On 20 September 1834, while returning from a horseback expedition in the Andes mountains, he fell ill and spent the month of October in bed in Valparaíso. This would be consistent with infection with Trypanosoma cruzi, which causes Chagas disease. In his diary for 25 March 1835, while to the east of the Andes near Mendoza, he noted "an attack (for it deserves no less a name) of the Benchuca, a species of Reduvius, the great black bug of the Pampas". These are associated with transmittal of Trypanosoma cruzi causing Chagas' disease, but in subsequent days he does not mention the fever characteristic of first infection, which may have occurred in September 1834.

After the voyage ended on 2 October 1836, he quickly established himself as an eminent geologist, at the same time secretly beginning speculations on transmutation as he conceived of his theory. On 20 September 1837, he suffered "an uncomfortable palpitation of the heart" and as "strongly" advised by his doctors, left for a month of recuperation in the countryside. That October he wrote, "Of late anything which flurries me completely knocks me up afterwards, and brings on a violent palpitation of the heart." In the spring of 1838 he was overworked, worried and suffering stomach upsets and headaches which caused him to be unable to work for days on end. These intensified and heart troubles returned, so in June he went "geologising" in Scotland and felt fully recuperated. Later that year however, bouts of illness returned—a pattern which would continue. He married Emma Wedgwood on 29 January 1839, and in December of that year as Emma's first pregnancy progressed, he fell ill and accomplished little during the following year.

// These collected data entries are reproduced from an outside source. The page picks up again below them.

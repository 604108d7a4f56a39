//! Select inputs for the addons toolbar.
//!
//! Each input lists options that lead to a catalog route when chosen.

use super::types::{AddonsModel, ResourceRequest};
use crate::route;

/// A single option of a select input.
#[derive(Debug, Clone, PartialEq, Eq)]
pub struct SelectOption {
    /// Display label.
    pub label: String,
    /// Request the option loads.
    pub value: ResourceRequest,
}

impl SelectOption {
    /// Returns the hash the option navigates to.
    #[must_use]
    pub fn target_hash(&self) -> String {
        route::catalog_hash(&self.value)
    }
}

/// A filter control on the addons toolbar.
#[derive(Debug, Clone, PartialEq, Eq)]
pub struct SelectInput {
    /// Title shown when nothing is selected.
    pub title: &'static str,
    /// Available options.
    pub options: Vec<SelectOption>,
    /// Indices of the selected options.
    pub selected: Vec<usize>,
}

impl SelectInput {
    /// Returns the label to render in the collapsed control.
    #[must_use]
    pub fn label(&self) -> &str {
        self.selected
            .first()
            .and_then(|&i| self.options.get(i))
            .map_or(self.title, |o| o.label.as_str())
    }

    /// Returns the index of the first selected option.
    #[must_use]
    pub fn selected_index(&self) -> Option<usize> {
        self.selected.first().copied()
    }

    /// Returns the hash to navigate to when option `index` is chosen.
    #[must_use]
    pub fn on_select(&self, index: usize) -> Option<String> {
        self.options.get(index).map(SelectOption::target_hash)
    }
}

/// Builds the catalog and type select inputs for a model.
#[must_use]
pub fn selectable_inputs(model: &AddonsModel) -> Vec<SelectInput> {
    let catalogs = &model.selectable.catalogs;
    let catalog_input = SelectInput {
        title: "Select catalog",
        options: catalogs
            .iter()
            .map(|c| SelectOption {
                label: c.name.clone(),
                value: c.request.clone(),
            })
            .collect(),
        selected: catalogs
            .iter()
            .enumerate()
            .filter(|(_, c)| c.selected)
            .map(|(i, _)| i)
            .collect(),
    };

    let types = &model.selectable.types;
    let type_input = SelectInput {
        title: "Select type",
        options: types
            .iter()
            .map(|t| SelectOption {
                label: t.name.clone(),
                value: t.request.clone(),
            })
            .collect(),
        selected: types
            .iter()
            .enumerate()
            .filter(|(_, t)| t.selected)
            .map(|(i, _)| i)
            .collect(),
    };

    vec![catalog_input, type_input]
}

For over forty years Darwin suffered intermittently from various combinations of symptoms such as: malaise, vertigo, dizziness, muscle spasms and tremors, vomiting, cramps and colics, bloating and nocturnal intestinal gas, headaches, alterations of vision, severe tiredness, nervous exhaustion, dyspnea, skin problems such as blisters all over the scalp and eczema, crying, anxiety, sensation of impending death and loss of consciousness, fainting, tachycardia, insomnia, tinnitus, and depression.

===Water treatment===
Darwin had no success with conventional treatments. In 1849, after about four months of incessant vomiting he took up the recommendation of his friend Captain Sulivan and cousin Fox to try the water therapy regimen at Dr James Gully's Water Cure Establishment at Malvern. He read Gully's book, which provided case histories and had a price list at the back. Darwin rented a villa at Malvern for his family and started a two-month trial of the treatment on 10 March. Gully agreed with Darwin's self-diagnosis of nervous dyspepsia and set him a routine including being heated by a spirit lamp until dripping with perspiration, then vigorous rubbing with cold wet towels and cold foot baths, a strict diet, and walks. Darwin enjoyed the attention and the demanding regime which left him no time to feel guilty about not working. His health improved rapidly, and he felt that the water cure was "no quackery". He had no faith in the homeopathic medicines Gully gave him three times a day but took them obediently. They stayed on until 30 June, and back home at Down House, he continued with the diet and with the water treatment aided by his butler. He followed the rules about rising early and rationing his working time and had the Sandwalk constructed in the grounds for his walking exercise, setting a routine which he continued.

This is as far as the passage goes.